How had the young man done it, she wondered? He had arrived, made the picture in a moment, and gone again like so much dust. She stared into the distant places of her memory, wondering if the answer lay with the lost locket.

"Is Madame well?" Patrick finally asked.

After October of 1929, the trains no longer brought young men for Eloise, and the servants had to be dismissed. Harder, older men from around the county made the climb up the mountain to Striker Manor. Some brought wagons or trucks loaded with salt and flour, firewood and wine, returning loaded with Dutch paintings, German furniture, British chinaware and Persian carpets. Others brought only cash, to buy a few hours of her time. Eloise past sixty looked half her age, and was more woman than any of them had ever had the fortune to encounter.
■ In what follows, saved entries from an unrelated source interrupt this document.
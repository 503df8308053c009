//! `boardd`: the board server binary.
//!
//! Usage:
//!   boardd -c <context-name-or-path> [--listen <addr>]
//!   boardd --hash-password <password>
//!
//! The context name resolves to `/etc/board/<name>.toml`.
//! If a path with `/` or `.` is given, it's used directly.

mod bootstrap;
mod config;
mod routes;

use std::sync::Arc;

use clap::Parser;
use tracing::info;

use board_core::Module;
use board_sql::SQLStore;
use config::ServerConfig;

/// Board server.
#[derive(Parser, Debug)]
#[command(name = "boardd", about = "Board server: members, posts and comments")]
struct Cli {
    /// Context name or path to config file.
    #[arg(short = 'c', long = "config", required_unless_present = "hash_password")]
    config: Option<String>,

    /// Listen address.
    #[arg(long = "listen", default_value = "0.0.0.0:8000")]
    listen: String,

    /// Print the argon2id hash of a password (for the [admin] section) and exit.
    #[arg(long = "hash-password", value_name = "PASSWORD")]
    hash_password: Option<String>,
}

#[tokio::main]
async fn main() -> anyhow::Result<()> {
    // Initialize logging.
    tracing_subscriber::fmt()
        .with_env_filter(
            tracing_subscriber::EnvFilter::try_from_default_env()
                .unwrap_or_else(|_| "info".into()),
        )
        .init();

    let cli = Cli::parse();

    if let Some(password) = &cli.hash_password {
        let hash = auth::service::password::hash(password)
            .map_err(|e| anyhow::anyhow!("{}", e))?;
        println!("{}", hash);
        return Ok(());
    }

    // Load server configuration.
    let context = cli
        .config
        .as_deref()
        .ok_or_else(|| anyhow::anyhow!("--config is required"))?;
    let config_path = ServerConfig::resolve_path(context);
    info!("Loading configuration from {}", config_path.display());
    let server_config = ServerConfig::load(&config_path)?;

    // Verify configuration is valid.
    bootstrap::verify_config(&server_config)?;

    // Initialize storage.
    let data_dir = std::path::PathBuf::from(&server_config.storage.data_dir);
    std::fs::create_dir_all(&data_dir)?;

    let core_config = board_core::ServiceConfig {
        data_dir: Some(data_dir),
        listen: cli.listen.clone(),
        ..Default::default()
    };

    let sqlite_path = core_config.resolve_sqlite_path();
    let sql: Arc<dyn SQLStore> = Arc::new(
        board_sql::SqliteStore::open(&sqlite_path)
            .map_err(|e| anyhow::anyhow!("failed to open SQL store: {}", e))?,
    );
    info!("SQL store at {}", sqlite_path.display());

    // Auth first: the post schema reads member names.
    let auth_config = auth::service::AuthConfig {
        jwt_secret: server_config.jwt.secret.clone(),
        token_ttl_secs: server_config.jwt.expire_secs,
    };
    let auth_module = auth::AuthModule::new(Arc::clone(&sql), auth_config)?;
    info!("Auth module initialized");

    bootstrap::ensure_admin(&server_config, auth_module.service())?;

    let post_module = post::PostModule::new(Arc::clone(&sql))?;
    info!("Post module initialized");

    let modules: [&dyn Module; 2] = [&auth_module, &post_module];
    let app = routes::build_router(&modules, auth_module.resolver());

    // Start server.
    let listener = tokio::net::TcpListener::bind(&core_config.listen).await?;
    info!("Board server listening on {}", core_config.listen);
    axum::serve(listener, app)
        .with_graceful_shutdown(shutdown_signal())
        .await?;

    Ok(())
}

async fn shutdown_signal() {
    if let Err(e) = tokio::signal::ctrl_c().await {
        tracing::warn!("failed to listen for ctrl-c: {}", e);
        std::future::pending::<()>().await;
    }
    info!("Shutting down");
}
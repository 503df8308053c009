mod comments;
mod posts;

use std::sync::Arc;

use axum::Router;

use crate::service::PostService;

/// Shared application state.
pub type AppState = Arc<PostService>;

/// Read-only routes: post list, single post, comment list.
pub fn public_router(svc: Arc<PostService>) -> Router {
    Router::new()
        .merge(posts::public_routes())
        .merge(comments::public_routes())
        .with_state(svc)
}

/// Mutating routes. The caller wraps these in the bearer middleware.
pub fn protected_router(svc: Arc<PostService>) -> Router {
    Router::new()
        .merge(posts::protected_routes())
        .merge(comments::protected_routes())
        .with_state(svc)
}
use axum::extract::{Extension, Path, Query, State};
use axum::http::StatusCode;
use axum::routing::{get, post, put};
use axum::{Json, Router};

use auth::model::Identity;
use board_core::{IdResponse, ListParams, ServiceError};

use crate::api::AppState;
use crate::model::{CommentInput, CommentView, LikeState};

pub fn public_routes() -> Router<AppState> {
    Router::new().route("/post/{post_id}/comments", get(list_comments))
}

pub fn protected_routes() -> Router<AppState> {
    Router::new()
        .route("/post/{post_id}/comment", post(create_comment))
        .route(
            "/post/{post_id}/comment/{comment_id}",
            put(update_comment).delete(delete_comment),
        )
        .route("/post/{post_id}/comment/{comment_id}/like", post(toggle_like))
}

async fn list_comments(
    State(svc): State<AppState>,
    Path(post_id): Path<String>,
    Query(params): Query<ListParams>,
) -> Result<Json<Vec<CommentView>>, ServiceError> {
    Ok(Json(svc.list_comments(&post_id, &params)?))
}

async fn create_comment(
    State(svc): State<AppState>,
    Extension(identity): Extension<Identity>,
    Path(post_id): Path<String>,
    Json(input): Json<CommentInput>,
) -> Result<(StatusCode, Json<IdResponse>), ServiceError> {
    let created = svc.create_comment(&identity, &post_id, input)?;
    Ok((StatusCode::CREATED, Json(created)))
}

async fn update_comment(
    State(svc): State<AppState>,
    Extension(identity): Extension<Identity>,
    Path((post_id, comment_id)): Path<(String, String)>,
    Json(input): Json<CommentInput>,
) -> Result<Json<IdResponse>, ServiceError> {
    Ok(Json(svc.update_comment(&identity, &post_id, &comment_id, input)?))
}

async fn delete_comment(
    State(svc): State<AppState>,
    Extension(identity): Extension<Identity>,
    Path((post_id, comment_id)): Path<(String, String)>,
) -> Result<StatusCode, ServiceError> {
    svc.delete_comment(&identity, &post_id, &comment_id)?;
    Ok(StatusCode::NO_CONTENT)
}

async fn toggle_like(
    State(svc): State<AppState>,
    Extension(identity): Extension<Identity>,
    Path((post_id, comment_id)): Path<(String, String)>,
) -> Result<Json<LikeState>, ServiceError> {
    Ok(Json(svc.toggle_comment_like(&identity, &post_id, &comment_id)?))
}
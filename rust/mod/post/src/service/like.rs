use tracing::debug;

use board_core::now_rfc3339;
use board_sql::Value;

use crate::model::{LikeState, LikeTarget};
use crate::service::{PostError, PostService};

impl PostService {
    /// Flip `member_id`'s like on a post or comment.
    ///
    /// Runs as one transaction: the like row is removed if present and
    /// inserted otherwise, then the target's `like_count` is recomputed
    /// from the like table, so the counter always equals the row count.
    pub(crate) fn toggle_like(
        &self,
        target: LikeTarget,
        target_id: &str,
        member_id: &str,
    ) -> Result<LikeState, PostError> {
        let like_table = target.like_table();
        let key = target.key_column();
        let table = target.table();

        let delete_sql = format!("DELETE FROM {} WHERE {} = ?1 AND member_id = ?2", like_table, key);
        let insert_sql = format!(
            "INSERT INTO {} ({}, member_id, created_at) VALUES (?1, ?2, ?3)",
            like_table, key
        );
        let recount_sql = format!(
            "UPDATE {} SET like_count = (SELECT COUNT(*) FROM {} WHERE {} = ?1) WHERE id = ?1",
            table, like_table, key
        );
        let read_sql = format!("SELECT like_count FROM {} WHERE id = ?1", table);

        let now = now_rfc3339();
        let mut state = LikeState { liked: false, like_count: 0 };
        self.sql.atomic(&mut |tx| {
            let removed = tx.exec(&delete_sql, &[Value::from(target_id), Value::from(member_id)])?;
            let liked = removed == 0;
            if liked {
                tx.exec(
                    &insert_sql,
                    &[Value::from(target_id), Value::from(member_id), Value::from(now.as_str())],
                )?;
            }
            tx.exec(&recount_sql, &[Value::from(target_id)])?;

            let rows = tx.query(&read_sql, &[Value::from(target_id)])?;
            let like_count = rows.first().map(|r| r.int("like_count")).transpose()?.unwrap_or(0);
            state = LikeState { liked, like_count };
            Ok(())
        })?;

        debug!(target = ?target, target_id, member_id, liked = state.liked, "like toggled");
        Ok(state)
    }
}
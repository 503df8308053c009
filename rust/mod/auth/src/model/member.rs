use std::fmt;

use serde::{Deserialize, Serialize};

/// Role carried by a member record and by every token issued for it.
#[derive(Debug, Clone, Copy, Default, PartialEq, Eq, Hash, Serialize, Deserialize)]
#[serde(rename_all = "UPPERCASE")]
pub enum MemberRole {
    #[default]
    User,
    Admin,
}

impl MemberRole {
    /// Wire and storage form (`USER` / `ADMIN`).
    pub fn as_str(&self) -> &'static str {
        match self {
            MemberRole::User => "USER",
            MemberRole::Admin => "ADMIN",
        }
    }

    /// Parse the storage form. Exact match only.
    pub fn parse(s: &str) -> Option<Self> {
        match s {
            "USER" => Some(MemberRole::User),
            "ADMIN" => Some(MemberRole::Admin),
            _ => None,
        }
    }
}

impl fmt::Display for MemberRole {
    fn fmt(&self, f: &mut fmt::Formatter<'_>) -> fmt::Result {
        f.write_str(self.as_str())
    }
}

/// A stored member row. Holds the password hash, so it never leaves the
/// service layer; responses go through [`MemberView`].
#[derive(Clone)]
pub struct Member {
    /// Unique identifier (UUIDv4, no dashes).
    pub id: String,
    pub email: String,
    /// Argon2id PHC string.
    pub password_hash: String,
    pub address: String,
    pub name: String,
    pub role: MemberRole,
    /// RFC 3339 creation timestamp.
    pub created_at: String,
    pub is_deleted: bool,
}

/// Public projection of a member.
#[derive(Debug, Clone, PartialEq, Eq, Serialize, Deserialize)]
pub struct MemberView {
    pub id: String,
    pub email: String,
    pub address: String,
    pub name: String,
    pub role: MemberRole,
    pub created_at: String,
}

impl From<&Member> for MemberView {
    fn from(m: &Member) -> Self {
        Self {
            id: m.id.clone(),
            email: m.email.clone(),
            address: m.address.clone(),
            name: m.name.clone(),
            role: m.role,
            created_at: m.created_at.clone(),
        }
    }
}

/// Input for registering a new member.
///
/// Public joins always create a USER; a `role` field in the body is
/// ignored. Admins come from [`AuthService::ensure_admin`].
///
/// [`AuthService::ensure_admin`]: crate::service::AuthService::ensure_admin
#[derive(Debug, Clone, Deserialize)]
pub struct JoinRequest {
    pub email: String,
    pub password: String,
    pub address: String,
    pub name: String,
}

/// Input for updating a member's profile. Password and role are not
/// editable through this path.
#[derive(Debug, Clone, Deserialize)]
pub struct UpdateMemberRequest {
    pub email: String,
    pub address: String,
    pub name: String,
}

/// Login form (`application/x-www-form-urlencoded`, OAuth2 password style).
#[derive(Debug, Clone, Deserialize)]
pub struct LoginForm {
    /// The member's email.
    pub username: String,
    pub password: String,
}

/// Login response body.
#[derive(Debug, Clone, Serialize, Deserialize)]
pub struct LoginResponse {
    pub access_token: String,
    pub token_type: String,
    /// Token lifetime in seconds.
    pub expires_in: i64,
}

#[cfg(test)]
mod tests {
    use super::*;

    #[test]
    fn role_wire_form() {
        assert_eq!(serde_json::to_string(&MemberRole::Admin).unwrap(), "\"ADMIN\"");
        let role: MemberRole = serde_json::from_str("\"USER\"").unwrap();
        assert_eq!(role, MemberRole::User);
        assert!(serde_json::from_str::<MemberRole>("\"admin\"").is_err());
    }

    #[test]
    fn role_parse_is_exact() {
        assert_eq!(MemberRole::parse("ADMIN"), Some(MemberRole::Admin));
        assert_eq!(MemberRole::parse("Admin"), None);
        assert_eq!(MemberRole::default(), MemberRole::User);
    }

    #[test]
    fn join_request_drops_supplied_role() {
        let req: JoinRequest = serde_json::from_str(
            r#"{"email":"a@b.io","password":"pw","address":"Seoul","name":"A","role":"ADMIN"}"#,
        )
        .unwrap();
        assert_eq!(req.email, "a@b.io");
    }
}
Eventually, as times grew leaner and she grew older, even these gentleman callers trailed off to nothing more than the occasional grocery delivery, C.O.D. Only her books she kept -- Rimbaud and Lovecraft, Darwin and Wells; patient, quiet lovers for her twilight years.

Eloise sat among her books in what had been the servant's kitchen and rubbed horse liniment into her knees and ankles. Tearing the wainscoting out of the Gun Room had given her a new round of aches, but she had no other firewood on hand. For want of funds, the oil furnaces had been shut down for years, as had the electric lights.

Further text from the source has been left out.